### What is being asked
Would you please write out the records below exactly as they appear?
=== Working data ===
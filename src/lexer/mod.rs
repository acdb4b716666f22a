use logos::Logos;

use crate::diagnostic::{Diagnostic, DiagnosticKind};

use std::fmt;
use std::ops::Range;

#[cfg(test)]
pub mod test;

#[derive(Debug, Clone, PartialEq, Default)]
pub enum LexError {
    #[default]
    UnexpectedCharacter,
    IntegerOutOfRange,
    InvalidFloat,
}

#[derive(Logos, Debug, Clone, PartialEq)]
#[logos(skip r"[ \t\r\n\f]+")]
#[logos(skip r"//[^\n]*")]
#[logos(error = LexError)]
pub enum TokenKind {
    // literals
    #[regex(r"[0-9]+", |lex| lex.slice().parse::<i64>().map_err(|_| LexError::IntegerOutOfRange))]
    Int(i64),

    #[regex(r"[0-9]+\.[0-9]+", |lex| lex.slice().parse::<f64>().map_err(|_| LexError::InvalidFloat))]
    Float(f64),

    #[regex(r#""[^"]*""#, |lex| {
        let s = lex.slice();
        s[1..s.len() - 1].to_string()
    })]
    String(String),

    // a string that never found its closing quote
    #[regex(r#""[^"]*"#)]
    UnterminatedString,

    #[regex(r"[a-zA-Z_][a-zA-Z0-9_]*", |lex| lex.slice().to_string())]
    Identifier(String),

    // operators
    #[token("(")]
    LParen,
    #[token(")")]
    RParen,
    #[token("{")]
    LBrace,
    #[token("}")]
    RBrace,
    #[token(",")]
    Comma,
    #[token(".")]
    Dot,
    #[token(";")]
    Semicolon,
    #[token(":")]
    Colon,
    #[token("::")]
    DoubleColon,
    #[token("->")]
    Arrow,
    #[token("+")]
    Plus,
    #[token("-")]
    Minus,
    #[token("*")]
    Star,
    #[token("/")]
    Slash,
    #[token("%")]
    Percent,
    #[token("!")]
    Bang,
    #[token("!=")]
    BangEqual,
    #[token("=")]
    Assign,
    #[token("==")]
    EqualEqual,
    #[token("<")]
    Less,
    #[token("<=")]
    LessEqual,
    #[token(">")]
    Greater,
    #[token(">=")]
    GreaterEqual,

    // keywords
    #[token("and")]
    And,
    #[token("or")]
    Or,
    #[token("true")]
    True,
    #[token("false")]
    False,
    #[token("nil")]
    Nil,
    #[token("if")]
    KeywordIf,
    #[token("else")]
    KeywordElse,
    #[token("while")]
    KeywordWhile,
    #[token("for")]
    KeywordFor,
    #[token("return")]
    KeywordReturn,
    #[token("class")]
    KeywordClass,
    #[token("new")]
    KeywordNew,
    #[token("import")]
    KeywordImport,

    // type names
    #[token("int")]
    TypeInt,
    #[token("float")]
    TypeFloat,
    #[token("string")]
    TypeString,
    #[token("bool")]
    TypeBool,

    Eof,
}

impl fmt::Display for TokenKind {
    fn fmt(&self, f: &mut fmt::Formatter<'_>) -> fmt::Result {
        match self {
            TokenKind::Int(i) => write!(f, "integer '{}'", i),
            TokenKind::Float(x) => write!(f, "float '{}'", x),
            TokenKind::String(s) => write!(f, "string \"{}\"", s),
            TokenKind::UnterminatedString => write!(f, "unterminated string"),
            TokenKind::Identifier(name) => write!(f, "identifier '{}'", name),
            TokenKind::Eof => write!(f, "end of file"),
            other => write!(f, "'{}'", other.symbol()),
        }
    }
}

impl TokenKind {
    /// Fixed spelling of operator, keyword and type-name tokens.
    pub fn symbol(&self) -> &'static str {
        match self {
            TokenKind::LParen => "(",
            TokenKind::RParen => ")",
            TokenKind::LBrace => "{",
            TokenKind::RBrace => "}",
            TokenKind::Comma => ",",
            TokenKind::Dot => ".",
            TokenKind::Semicolon => ";",
            TokenKind::Colon => ":",
            TokenKind::DoubleColon => "::",
            TokenKind::Arrow => "->",
            TokenKind::Plus => "+",
            TokenKind::Minus => "-",
            TokenKind::Star => "*",
            TokenKind::Slash => "/",
            TokenKind::Percent => "%",
            TokenKind::Bang => "!",
            TokenKind::BangEqual => "!=",
            TokenKind::Assign => "=",
            TokenKind::EqualEqual => "==",
            TokenKind::Less => "<",
            TokenKind::LessEqual => "<=",
            TokenKind::Greater => ">",
            TokenKind::GreaterEqual => ">=",
            TokenKind::And => "and",
            TokenKind::Or => "or",
            TokenKind::True => "true",
            TokenKind::False => "false",
            TokenKind::Nil => "nil",
            TokenKind::KeywordIf => "if",
            TokenKind::KeywordElse => "else",
            TokenKind::KeywordWhile => "while",
            TokenKind::KeywordFor => "for",
            TokenKind::KeywordReturn => "return",
            TokenKind::KeywordClass => "class",
            TokenKind::KeywordNew => "new",
            TokenKind::KeywordImport => "import",
            TokenKind::TypeInt => "int",
            TokenKind::TypeFloat => "float",
            TokenKind::TypeString => "string",
            TokenKind::TypeBool => "bool",
            TokenKind::Int(_)
            | TokenKind::Float(_)
            | TokenKind::String(_)
            | TokenKind::UnterminatedString
            | TokenKind::Identifier(_) => "<literal>",
            TokenKind::Eof => "<eof>",
        }
    }
}

#[derive(Debug, Clone, PartialEq)]
pub struct Token {
    pub kind: TokenKind,
    pub lexeme: String,
    pub line: usize,
    pub span: Range<usize>,
}

/// Maps byte offsets to 1-based line numbers.
#[derive(Debug, Clone)]
pub struct LineIndex {
    line_starts: Vec<usize>,
}

impl LineIndex {
    pub fn new(source: &str) -> Self {
        let mut line_starts = vec![0];
        line_starts.extend(
            source
                .bytes()
                .enumerate()
                .filter(|(_, b)| *b == b'\n')
                .map(|(i, _)| i + 1),
        );
        LineIndex { line_starts }
    }

    pub fn line_of(&self, offset: usize) -> usize {
        self.line_starts.partition_point(|&start| start <= offset)
    }
}

/// Scans the whole source. The token list always ends with an `Eof` token;
/// lexical faults are collected and scanning carries on to the end.
#[tracing::instrument(level = "debug", skip_all, fields(len = source.len()))]
pub fn scan(source: &str) -> (Vec<Token>, Vec<Diagnostic>) {
    let lines = LineIndex::new(source);
    let mut tokens = vec![];
    let mut diagnostics = vec![];
    let mut lexer = TokenKind::lexer(source);

    while let Some(result) = lexer.next() {
        let span = lexer.span();
        let line = lines.line_of(span.start);
        let lexeme = lexer.slice();
        match result {
            Ok(TokenKind::UnterminatedString) => diagnostics.push(Diagnostic::new(
                DiagnosticKind::Lex,
                line,
                span,
                "unterminated string",
            )),
            Ok(kind) => tokens.push(Token {
                kind,
                lexeme: lexeme.to_string(),
                line,
                span,
            }),
            Err(error) => {
                let message = match error {
                    LexError::UnexpectedCharacter => {
                        format!("unexpected character '{}'", lexeme)
                    }
                    LexError::IntegerOutOfRange => {
                        format!("integer literal '{}' is out of range", lexeme)
                    }
                    LexError::InvalidFloat => format!("invalid float literal '{}'", lexeme),
                };
                diagnostics.push(Diagnostic::new(DiagnosticKind::Lex, line, span, message));
            }
        }
    }

    tokens.push(Token {
        kind: TokenKind::Eof,
        lexeme: String::new(),
        line: lines.line_of(source.len()),
        span: source.len()..source.len(),
    });
    tracing::debug!(
        tokens = tokens.len(),
        errors = diagnostics.len(),
        "scan finished"
    );
    (tokens, diagnostics)
}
===
### Answer space
filename src/lexer/mod.rs
repository acdb4b716666f22a
use logos::Logos;

use crate::diagnostic::{Diagnostic, DiagnosticKind};

use std::fmt;
use std::ops::Range;

#[cfg(test)]
pub mod test;

#[derive(Debug, Clone, PartialEq, Default)]
pub enum LexError {
    #[default]
    UnexpectedCharacter,
    IntegerOutOfRange,
    InvalidFloat,
}

#[derive(Logos, Debug, Clone, PartialEq)]
#[logos(skip r"[ \t\r\n\f]+")]
#[logos(skip r"//[^\n]*")]
#[logos(error = LexError)]
pub enum TokenKind {
    // literals
    #[regex(r"[0-9]+", |lex| lex.slice().parse::<i64>().map_err(|_| LexError::IntegerOutOfRange))]
    Int(i64),

    #[regex(r"[0-9]+\.[0-9]+", |lex| lex.slice().parse::<f64>().map_err(|_| LexError::InvalidFloat))]
    Float(f64),

    #[regex(r#""[^"]*""#, |lex| {
        let s = lex.slice();
        s[1..s.len() - 1].to_string()
    })]
    String(String),

    // a string that never found its closing quote
    #[regex(r#""[^"]*"#)]
    UnterminatedString,

    #[regex(r"[a-zA-Z_][a-zA-Z0-9_]*", |lex| lex.slice().to_string())]
    Identifier(String),

    // operators
    #[token("(")]
    LParen,
    #[token(")")]
    RParen,
    #[token("{")]
    LBrace,
    #[token("}")]
    RBrace,
    #[token(",")]
    Comma,
    #[token(".")]
    Dot,
    #[token(";")]
    Semicolon,
    #[token(":")]
    Colon,
    #[token("::")]
    DoubleColon,
    #[token("->")]
    Arrow,
    #[token("+")]
    Plus,
    #[token("-")]
    Minus,
    #[token("*")]
    Star,
    #[token("/")]
    Slash,
    #[token("%")]
    Percent,
    #[token("!")]
    Bang,
    #[token("!=")]
    BangEqual,
    #[token("=")]
    Assign,
    #[token("==")]
    EqualEqual,
    #[token("<")]
    Less,
    #[token("<=")]
    LessEqual,
    #[token(">")]
    Greater,
    #[token(">=")]
    GreaterEqual,

    // keywords
    #[token("and")]
    And,
    #[token("or")]
    Or,
    #[token("true")]
    True,
    #[token("false")]
    False,
    #[token("nil")]
    Nil,
    #[token("if")]
    KeywordIf,
    #[token("else")]
    KeywordElse,
    #[token("while")]
    KeywordWhile,
    #[token("for")]
    KeywordFor,
    #[token("return")]
    KeywordReturn,
    #[token("class")]
    KeywordClass,
    #[token("new")]
    KeywordNew,
    #[token("import")]
    KeywordImport,

    // type names
    #[token("int")]
    TypeInt,
    #[token("float")]
    TypeFloat,
    #[token("string")]
    TypeString,
    #[token("bool")]
    TypeBool,

    Eof,
}

impl fmt::Display for TokenKind {
    fn fmt(&self, f: &mut fmt::Formatter<'_>) -> fmt::Result {
        match self {
            TokenKind::Int(i) => write!(f, "integer '{}'", i),
            TokenKind::Float(x) => write!(f, "float '{}'", x),
            TokenKind::String(s) => write!(f, "string \"{}\"", s),
            TokenKind::UnterminatedString => write!(f, "unterminated string"),
            TokenKind::Identifier(name) => write!(f, "identifier '{}'", name),
            TokenKind::Eof => write!(f, "end of file"),
            other => write!(f, "'{}'", other.symbol()),
        }
    }
}

impl TokenKind {
    /// Fixed spelling of operator, keyword and type-name tokens.
    pub fn symbol(&self) -> &'static str {
        match self {
            TokenKind::LParen => "(",
            TokenKind::RParen => ")",
            TokenKind::LBrace => "{",
            TokenKind::RBrace => "}",
            TokenKind::Comma => ",",
            TokenKind::Dot => ".",
            TokenKind::Semicolon => ";",
            TokenKind::Colon => ":",
            TokenKind::DoubleColon => "::",
            TokenKind::Arrow => "->",
            TokenKind::Plus => "+",
            TokenKind::Minus => "-",
            TokenKind::Star => "*",
            TokenKind::Slash => "/",
            TokenKind::Percent => "%",
            TokenKind::Bang => "!",
            TokenKind::BangEqual => "!=",
            TokenKind::Assign => "=",
            TokenKind::EqualEqual => "==",
            TokenKind::Less => "<",
            TokenKind::LessEqual => "<=",
            TokenKind::Greater => ">",
            TokenKind::GreaterEqual => ">=",
            TokenKind::And => "and",
            TokenKind::Or => "or",
            TokenKind::True => "true",
            TokenKind::False => "false",
            TokenKind::Nil => "nil",
            TokenKind::KeywordIf => "if",
            TokenKind::KeywordElse => "else",
            TokenKind::KeywordWhile => "while",
            TokenKind::KeywordFor => "for",
            TokenKind::KeywordReturn => "return",
            TokenKind::KeywordClass => "class",
            TokenKind::KeywordNew => "new",
            TokenKind::KeywordImport => "import",
            TokenKind::TypeInt => "int",
            TokenKind::TypeFloat => "float",
            TokenKind::TypeString => "string",
            TokenKind::TypeBool => "bool",
            TokenKind::Int(_)
            | TokenKind::Float(_)
            | TokenKind::String(_)
            | TokenKind::UnterminatedString
            | TokenKind::Identifier(_) => "<literal>",
            TokenKind::Eof => "<eof>",
        }
    }
}

#[derive(Debug, Clone, PartialEq)]
pub struct Token {
    pub kind: TokenKind,
    pub lexeme: String,
    pub line: usize,
    pub span: Range<usize>,
}

/// Maps byte offsets to 1-based line numbers.
#[derive(Debug, Clone)]
pub struct LineIndex {
    line_starts: Vec<usize>,
}

impl LineIndex {
    pub fn new(source: &str) -> Self {
        let mut line_starts = vec![0];
        line_starts.extend(
            source
                .bytes()
                .enumerate()
                .filter(|(_, b)| *b == b'\n')
                .map(|(i, _)| i + 1),
        );
        LineIndex { line_starts }
    }

    pub fn line_of(&self, offset: usize) -> usize {
        self.line_starts.partition_point(|&start| start <= offset)
    }
}

/// Scans the whole source. The token list always ends with an `Eof` token;
/// lexical faults are collected and scanning carries on to the end.
#[tracing::instrument(level = "debug", skip_all, fields(len = source.len()))]
pub fn scan(source: &str) -> (Vec<Token>, Vec<Diagnostic>) {
    let lines = LineIndex::new(source);
    let mut tokens = vec![];
    let mut diagnostics = vec![];
    let mut lexer = TokenKind::lexer(source);

    while let Some(result) = lexer.next() {
        let span = lexer.span();
        let line = lines.line_of(span.start);
        let lexeme = lexer.slice();
        match result {
            Ok(TokenKind::UnterminatedString) => diagnostics.push(Diagnostic::new(
                DiagnosticKind::Lex,
                line,
                span,
                "unterminated string",
            )),
            Ok(kind) => tokens.push(Token {
                kind,
                lexeme: lexeme.to_string(),
                line,
                span,
            }),
            Err(error) => {
                let message = match error {
                    LexError::UnexpectedCharacter => {
                        format!("unexpected character '{}'", lexeme)
                    }
                    LexError::IntegerOutOfRange => {
                        format!("integer literal '{}' is out of range", lexeme)
                    }
                    LexError::InvalidFloat => format!("invalid float literal '{}'", lexeme),
                };
                diagnostics.push(Diagnostic::new(DiagnosticKind::Lex, line, span, message));
            }
        }
    }

    tokens.push(Token {
        kind: TokenKind::Eof,
        lexeme: String::new(),
        line: lines.line_of(source.len()),
        span: source.len()..source.len(),
    });
    tracing::debug!(
        tokens = tokens.len(),
        errors = diagnostics.len(),
        "scan finished"
    );
    (tokens, diagnostics)
}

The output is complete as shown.